Patents usually work as a protection layer for the inventors. This restricts others from using the same ideation or formula or technology for production or sales. The patents have been alive for almost 20 years in India. The concept was brought with a viewpoint to benefit those who spend years finding new things and cures to many problems.
There are majorly three types of patents in India. They are :
Utility patents are used in more proportion than others. The reason is it includes the usage of technology or machinery in it. It also comprises formulations and chemicals. This is useful in sectors of engineering, medical sciences etc. These two segments are essential in any economy. This patent aligns with some fixed charges every year. This is referred to as maintenance charges. Such charges need to be paid or else the patents automatically expire and can be then used or sold by anyone.

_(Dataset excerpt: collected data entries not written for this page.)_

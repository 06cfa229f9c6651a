//! Error types for expression evaluation.
//!
//! Every variant is recoverable: the caller reports it to the client and the
//! variable table is left exactly as it was before the failed call.

use thiserror::Error;

/// Reasons an input line could not be evaluated.
#[derive(Debug, Clone, PartialEq, Eq, Error)]
pub enum EvalError {
    /// An identifier was referenced before any value was bound to it.
    #[error("undefined variable: {0}")]
    UndefinedVariable(String),

    /// A token is neither an integer literal nor a purely alphabetic name
    /// (mixed digits and letters, a lone `-`, or a literal outside `i32`).
    #[error("malformed token: {0:?}")]
    MalformedToken(String),

    /// The operator position holds something other than `+ - * /`.
    #[error("unknown operator: {0:?}")]
    UnknownOperator(String),

    #[error("division by zero")]
    DivisionByZero,

    /// Wrong number of tokens for any recognised shape, or an assignment
    /// without `=` as its second token.
    #[error("unexpected token count: {0}")]
    ArityMismatch(usize),

    /// The assignment target is not purely alphabetic.
    #[error("invalid identifier: {0:?}")]
    InvalidIdentifier(String),
}
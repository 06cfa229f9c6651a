//! Session counters shared between the admission loop and session tasks.

use std::sync::atomic::{AtomicU64, AtomicUsize, Ordering};

/// Live and cumulative session counts.
#[derive(Debug, Default)]
pub struct SessionStats {
    active: AtomicUsize,
    peak: AtomicUsize,
    total: AtomicU64,
}

impl SessionStats {
    pub fn new() -> Self {
        Self::default()
    }

    /// Records an admitted session and returns the new active count.
    pub(crate) fn session_started(&self) -> usize {
        let active = self.active.fetch_add(1, Ordering::SeqCst) + 1;
        self.peak.fetch_max(active, Ordering::SeqCst);
        self.total.fetch_add(1, Ordering::Relaxed);
        active
    }

    /// Records a finished session and returns the new active count.
    pub(crate) fn session_finished(&self) -> usize {
        self.active.fetch_sub(1, Ordering::SeqCst) - 1
    }

    /// Sessions currently holding an admission slot.
    pub fn active(&self) -> usize {
        self.active.load(Ordering::SeqCst)
    }

    /// Highest `active` value observed since startup.
    pub fn peak(&self) -> usize {
        self.peak.load(Ordering::SeqCst)
    }

    /// Sessions admitted since startup.
    pub fn total(&self) -> u64 {
        self.total.load(Ordering::Relaxed)
    }
}

#[cfg(test)]
mod tests {
    use super::*;

    #[test]
    fn test_peak_tracks_high_water_mark() {
        let stats = SessionStats::new();
        assert_eq!(stats.session_started(), 1);
        assert_eq!(stats.session_started(), 2);
        assert_eq!(stats.session_finished(), 1);
        assert_eq!(stats.session_started(), 2);
        assert_eq!(stats.session_finished(), 1);
        assert_eq!(stats.session_finished(), 0);

        assert_eq!(stats.active(), 0);
        assert_eq!(stats.peak(), 2);
        assert_eq!(stats.total(), 3);
    }
}
//! Client session handling.
//!
//! This module drives individual client connections: parsing the line
//! protocol, dispatching to the evaluator, and reporting how each session
//! ended.

pub mod protocol;
pub mod session;

pub use protocol::{Request, Response};
pub use session::Session;

use std::fmt;
use uuid::Uuid;

/// Identifier attached to a session's log records.
#[derive(Debug, Clone, Copy, PartialEq, Eq, Hash)]
pub struct SessionId(pub Uuid);

impl SessionId {
    pub fn new() -> Self {
        Self(Uuid::new_v4())
    }
}

impl Default for SessionId {
    fn default() -> Self {
        Self::new()
    }
}

impl fmt::Display for SessionId {
    fn fmt(&self, f: &mut fmt::Formatter<'_>) -> fmt::Result {
        write!(f, "{}", self.0)
    }
}

/// Terminal state of a session.
#[derive(Debug)]
pub enum SessionEnd {
    /// The client closed its side of the connection.
    ClientClosed,
    /// The client sent `quit`.
    Quit,
    /// The client sent `shutdown`.
    Shutdown,
    /// No line arrived within the configured idle timeout.
    IdleTimeout,
    /// Reading or writing the socket failed.
    IoError(std::io::Error),
}

impl fmt::Display for SessionEnd {
    fn fmt(&self, f: &mut fmt::Formatter<'_>) -> fmt::Result {
        match self {
            SessionEnd::ClientClosed => f.write_str("closed by client"),
            SessionEnd::Quit => f.write_str("quit"),
            SessionEnd::Shutdown => f.write_str("shutdown"),
            SessionEnd::IdleTimeout => f.write_str("idle timeout"),
            SessionEnd::IoError(e) => write!(f, "I/O error: {e}"),
        }
    }
}
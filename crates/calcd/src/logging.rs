//! Logging system setup and configuration.
//!
//! Structured logging through `tracing`. `RUST_LOG`, when set, overrides the
//! configured level.

use crate::config::LoggingSettings;
use anyhow::anyhow;
use tracing_subscriber::{fmt, layer::SubscriberExt, util::SubscriberInitExt, EnvFilter};

/// Installs the global tracing subscriber.
///
/// Fails if a global subscriber has already been installed.
pub fn setup_logging(config: &LoggingSettings) -> anyhow::Result<()> {
    let filter = EnvFilter::try_from_default_env()
        .unwrap_or_else(|_| EnvFilter::new(config.level.as_str()));

    let registry = tracing_subscriber::registry().with(filter);

    let result = if config.json_format {
        registry
            .with(fmt::layer().json().with_target(false).with_thread_ids(true))
            .try_init()
    } else {
        registry
            .with(fmt::layer().with_target(false).with_thread_ids(true))
            .try_init()
    };

    result.map_err(|e| anyhow!("Failed to initialize logging: {e}"))
}
//! Core infrastructure plugins for Beacon.
//!
//! - [`TracingPlugin`] - Logging and observability via the `tracing` crate
//!
//! # Example
//!
//! ```
//! use beacon_core_plugins::{TracingConfig, TracingPlugin};
//! use beacon_service::App;
//!
//! let config = TracingConfig::from_json(r#"{ "level": "debug", "envFilter": "beacon_realtime=trace" }"#)
//!     .unwrap();
//!
//! let mut app = App::new();
//! app.configure(TracingPlugin::from_config(&config).unwrap()).unwrap();
//! ```

mod tracing_plugin;

pub use tracing_plugin::{TracingConfig, TracingConfigError, TracingFormat, TracingPlugin};
//! Before/after/error hooks around service operations.
//!
//! Every registered service owns a [`ServiceHooks`] registry. The
//! [`HookedService`](crate::hooked::HookedService) pipeline runs it around
//! each call:
//!
//! 1. `before` hooks, which may rewrite the arguments or short-circuit by
//!    setting a result
//! 2. the service operation itself, unless a result is already set
//! 3. `after` hooks, which may reshape the result
//! 4. on any failure, `error` hooks, which may replace the error
//!
//! Error hooks cannot turn a failure back into a success.

pub mod api;
pub mod context;

pub use api::{Hook, HookRegistrationError, ServiceHooks};
pub use context::{HookContext, HookScope, HookStage};
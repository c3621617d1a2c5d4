//! Service lifecycle events and their delivery.
//!
//! A [`Publisher`] is the only capability the realtime layer needs: hand it a
//! [`ServiceEvent`] and it delivers it somewhere. [`EventBus`] is the default
//! per-service publisher. It supports two kinds of observers:
//!
//! - named synchronous listeners registered with [`EventBus::on`], run in
//!   registration order during [`publish`](Publisher::publish)
//! - async subscribers receiving every event through a
//!   [`tokio::sync::broadcast`] channel via [`EventBus::subscribe`]

use core::fmt;
use std::sync::Arc;

use async_trait::async_trait;
use indexmap::IndexMap;
use parking_lot::RwLock;
use serde::{Deserialize, Serialize};
use serde_json::Value;
use tokio::sync::broadcast;

use crate::error::PublishError;
use crate::method::Method;

/// Default capacity of the broadcast channel.
pub const DEFAULT_EVENT_CAPACITY: usize = 256;

/// A named notification about a completed service operation.
#[derive(Debug, Clone, PartialEq, Serialize, Deserialize)]
pub struct ServiceEvent {
    /// Path of the service that produced the event.
    pub service: String,
    /// Event name, e.g. `created`.
    pub event: String,
    /// The operation that produced the event.
    pub method: Method,
    /// The operation's final result.
    pub payload: Value,
}

impl ServiceEvent {
    /// Creates an event.
    #[must_use]
    pub fn new(
        service: impl Into<String>,
        event: impl Into<String>,
        method: Method,
        payload: Value,
    ) -> Self {
        Self {
            service: service.into(),
            event: event.into(),
            method,
            payload,
        }
    }
}

/// Capability to deliver [`ServiceEvent`]s to observers.
#[async_trait]
pub trait Publisher: Send + Sync + 'static {
    /// Publishes an event.
    async fn publish(&self, event: ServiceEvent) -> Result<(), PublishError>;
}

type Listener = Arc<dyn Fn(&ServiceEvent) + Send + Sync>;

/// In-process event bus owned by a service.
pub struct EventBus {
    service: String,
    listeners: RwLock<IndexMap<String, Vec<Listener>>>,
    sender: broadcast::Sender<ServiceEvent>,
}

impl fmt::Debug for EventBus {
    fn fmt(&self, f: &mut fmt::Formatter<'_>) -> fmt::Result {
        let listeners = self.listeners.read();
        f.debug_struct("EventBus")
            .field("service", &self.service)
            .field("events", &listeners.keys().collect::<Vec<_>>())
            .field("subscribers", &self.sender.receiver_count())
            .finish()
    }
}

impl EventBus {
    /// Creates a bus for the named service with the default capacity.
    #[must_use]
    pub fn new(service: impl Into<String>) -> Self {
        Self::with_capacity(service, DEFAULT_EVENT_CAPACITY)
    }

    /// Creates a bus whose broadcast channel buffers `capacity` events per
    /// lagging subscriber.
    #[must_use]
    pub fn with_capacity(service: impl Into<String>, capacity: usize) -> Self {
        let (sender, _) = broadcast::channel(capacity.max(1));
        Self {
            service: service.into(),
            listeners: RwLock::new(IndexMap::new()),
            sender,
        }
    }

    /// Registers a listener for the named event.
    pub fn on<F>(&self, event: impl Into<String>, listener: F) -> &Self
    where
        F: Fn(&ServiceEvent) + Send + Sync + 'static,
    {
        self.listeners
            .write()
            .entry(event.into())
            .or_default()
            .push(Arc::new(listener));
        self
    }

    /// Returns the number of listeners registered for the named event.
    #[must_use]
    pub fn listener_count(&self, event: &str) -> usize {
        self.listeners.read().get(event).map_or(0, Vec::len)
    }

    /// Subscribes to every event published on this bus.
    #[must_use]
    pub fn subscribe(&self) -> broadcast::Receiver<ServiceEvent> {
        self.sender.subscribe()
    }
}

#[async_trait]
impl Publisher for EventBus {
    async fn publish(&self, event: ServiceEvent) -> Result<(), PublishError> {
        let listeners: Vec<Listener> = self
            .listeners
            .read()
            .get(&event.event)
            .cloned()
            .unwrap_or_default();

        for listener in &listeners {
            listener(&event);
        }

        // No subscribers is not a failure.
        let subscribers = self.sender.send(event).unwrap_or(0);
        tracing::trace!(
            service = %self.service,
            listeners = listeners.len(),
            subscribers,
            "event published"
        );
        Ok(())
    }
}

These are applicable on the designing structure of ornaments or any objects. They are tricky due to the ideation and physical formatting part. Any designs that are having physical existence are included in it. However, only ideas are never registered in it. The patents under design have been registered for 14 years previously. Due to 2005 changes, the extension was granted for 15 years.
Plant patents are based on the discovery of new species. Once anyone discovers new species of plants he or she can register for patents. These people can get the extension of patents for 20 years.
Under the patent laws no citizens can fight their own legal battles with the Patent department. It is mandatory to appoint a patent officer or a legal counsel for prosecution against the Patent office and its related cases. The examinations for becoming a patent officer are held as well. In India the main branch of the patent office is in Kolkata. There are other branches in Chennai, Mumbai and Delhi. Thus the metro cities being the hub of patent offices.
The patent filing and laws related to the same are very complex. It is easy to get copyright as it is directly implied once the creation is done and is kept in a writing or physical format. On the other hand one needs to file a huge number of forms for getting approval of a patent. Once the filling is done the patent examiner views the same and then passes it on for patent issuance. Hence one should always prefer to get a patent officer or a legal counsel while filing for a patent.
This is terminology which is generally associated with the pharmaceutical companies. The reason is the monopoly period they get and the sudden fall after the patent time is over. Simplifying it, once a pharmaceutical company applies for a patent of a medicine or cure or drug and ties up with other firms, it not only enjoys the monopoly of setting up the prices but also gets the chance to earn royalty for starlight 20 years on that drug. However this all may seem very fascinating but it is not actually that great in reality.
The pharma companies spend thousands of crores of Rs. in research and development stages of these medicines. This needs a high amount of liquidity and capital on hand. Thus spending a huge amount and losing the opportunity of earning interest or doing investments is a risky bet. The reason is the insularity for approval from the central medical associations. Hence the company needs to take a lot of risk and spend a lot of time and money for the creation of a new drug.
Thus the profits arising from monopoly hardly cash out the expenses and give a small amount of profits to the company in comparison to the high amount of time and money spent.
On the other hand once the timer period gets over for patent, other companies are already having their medicines ready for market launch. These companies don’t have to do much R&D as the components and mixture is already registered by the medical association based on the norms Hence with less time and capital these companies can create medicines. These are also known as generic medicines. Such medicines are available at a very low cost in the markets. This gives the companies an edge over the market leader.
The high prices set by the leader gets drowned out and the revenues tend to fall from the top due to increased competition. This scenario of fall in revenue with public entry for production is known as patent cliff. Hence the pharmaceutical companies suffer from revenue and profit decrease from this point onwards
To get out of this, the companies reinvest the money earned into the creation of new medicines so that this chain of constant innovation and market leading does not end. Such companies also need to have deep rockets to finance the losses from one wrong experiment or wrong Research and Development. Hence it is tough to create a full proof strategy to avoid patent cliff always.